Submitted to: Poultry Science Association
Publication Type: Peer Reviewed Journal
Publication Acceptance Date: 9/27/2001
Publication Date: N/A
Citation: Interpretive Summary: Inflammation is associated with many disease processes. It can be induced experimentally using a variety of noxious stimuli. To understand inflammation induced changes in birds, we injected male broiler chickens with croton oil. The changes induced in blood cell populations and serum protein profiles were studied. We found that inflammation increase serum levels of some proteins while decreased others. Using different biochemical and immunological methods, we identified one of the serum proteins that increased significantly during inflammation as ovotransferrin, which can be used as dianostic marker.
Technical Abstract: Inflammation is associated with a variety of cellular injuries resulting from infections, toxicosis, and physical trauma. It is a complex physiological process. To understand the inflammation-induced changes in birds, 4-wk-old male broiler chickens were subjected to experimental inflammation using a subcutaneous injection of croton oil with changes in serum measured over time and compared with birds treated similarly with olive oil (control).

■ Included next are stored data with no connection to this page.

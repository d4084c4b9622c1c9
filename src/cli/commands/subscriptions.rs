//! Subscription handlers

use anyhow::Context;

use crate::cli::SubscriptionCommands;
use crate::models::SubscriptionQuery;
use crate::state::AppState;

pub async fn cmd_subscriptions(
    state: &AppState,
    command: SubscriptionCommands,
) -> anyhow::Result<()> {
    match command {
        SubscriptionCommands::List {
            search,
            page,
            limit,
        } => {
            let query = SubscriptionQuery {
                search,
                page,
                limit,
                ..SubscriptionQuery::default()
            };
            let list = state
                .subscriptions
                .list(&query)
                .await
                .context("Failed to list subscriptions")?;

            if list.subscriptions.is_empty() {
                println!("No subscriptions.");
                println!();
                println!("Subscribe with: ikuyo subscriptions add <id>");
                return Ok(());
            }

            println!(
                "Subscriptions ({} total, page {}/{})",
                list.pagination.total,
                list.pagination.page,
                list.pagination.pages.max(1)
            );
            println!("{:-<70}", "");
            for sub in &list.subscriptions {
                let since = sub
                    .subscribed_at()
                    .map(|at| at.format("%Y-%m-%d").to_string())
                    .unwrap_or_default();
                println!("  [{:>6}] {} (since {since})", sub.bangumi_id, sub.display_name());
                if let Some(notes) = sub.notes.as_deref().filter(|n| !n.is_empty()) {
                    println!("           {notes}");
                }
            }
        }
        SubscriptionCommands::Add { id } => {
            state
                .subscriptions
                .subscribe(id)
                .await
                .with_context(|| format!("Failed to subscribe to {id}"))?;
            println!("Subscribed to {id}");
        }
        SubscriptionCommands::Remove { id } => {
            state
                .subscriptions
                .unsubscribe(id)
                .await
                .with_context(|| format!("Failed to unsubscribe from {id}"))?;
            println!("Unsubscribed from {id}");
        }
        SubscriptionCommands::Status { id } => {
            let status = state
                .subscriptions
                .status(id)
                .await
                .with_context(|| format!("Failed to check subscription {id}"))?;
            if status.subscribed {
                println!("Subscribed to {id}");
            } else {
                println!("Not subscribed to {id}");
            }
        }
    }
    Ok(())
}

Croton oil treatment significantly elevated blood serum interleukin (IL)-6 levels by 6 h and heterophil counts by 16 h post- injection, which returned to the control levels at 16 h and 24 h, respectively. Croton oil treatment affected the serum protein profiles as assessed by SDS-PAGE and densitometric analyses. Compared with olive oil- treated or normal chicken sera, there were increases in the density of protein bands corresponding to MW of 42 -, 65-, 200-, and 219-kDa, and decreases in bands corresponding to 49 kDa (serum albumin) and a 56 kDa protein in chickens treated with croton oil. Most of these changes were evident at 24 h and lasted through 48 h. The 65 kDa protein was characterized using two dimensional gel electrophoresis and N-terminal sequence analyses. A sequence similarity search in GenBank data base using the first 22 amino acids yielded a complete homology with chicken ovotransferrin. Western blot analysis using anti-chicken serum transferrin and anti-chicken ovotransferrin antibodies also confirmed the 65 kDa protein band to be ovotransferrin. The 65 kDa chicken ovotransferrin, under reducing conditions, showed a MW corresponding to approximately 76 kDa. This study shows that ovotransferrin is a major acute phase protein in chickens.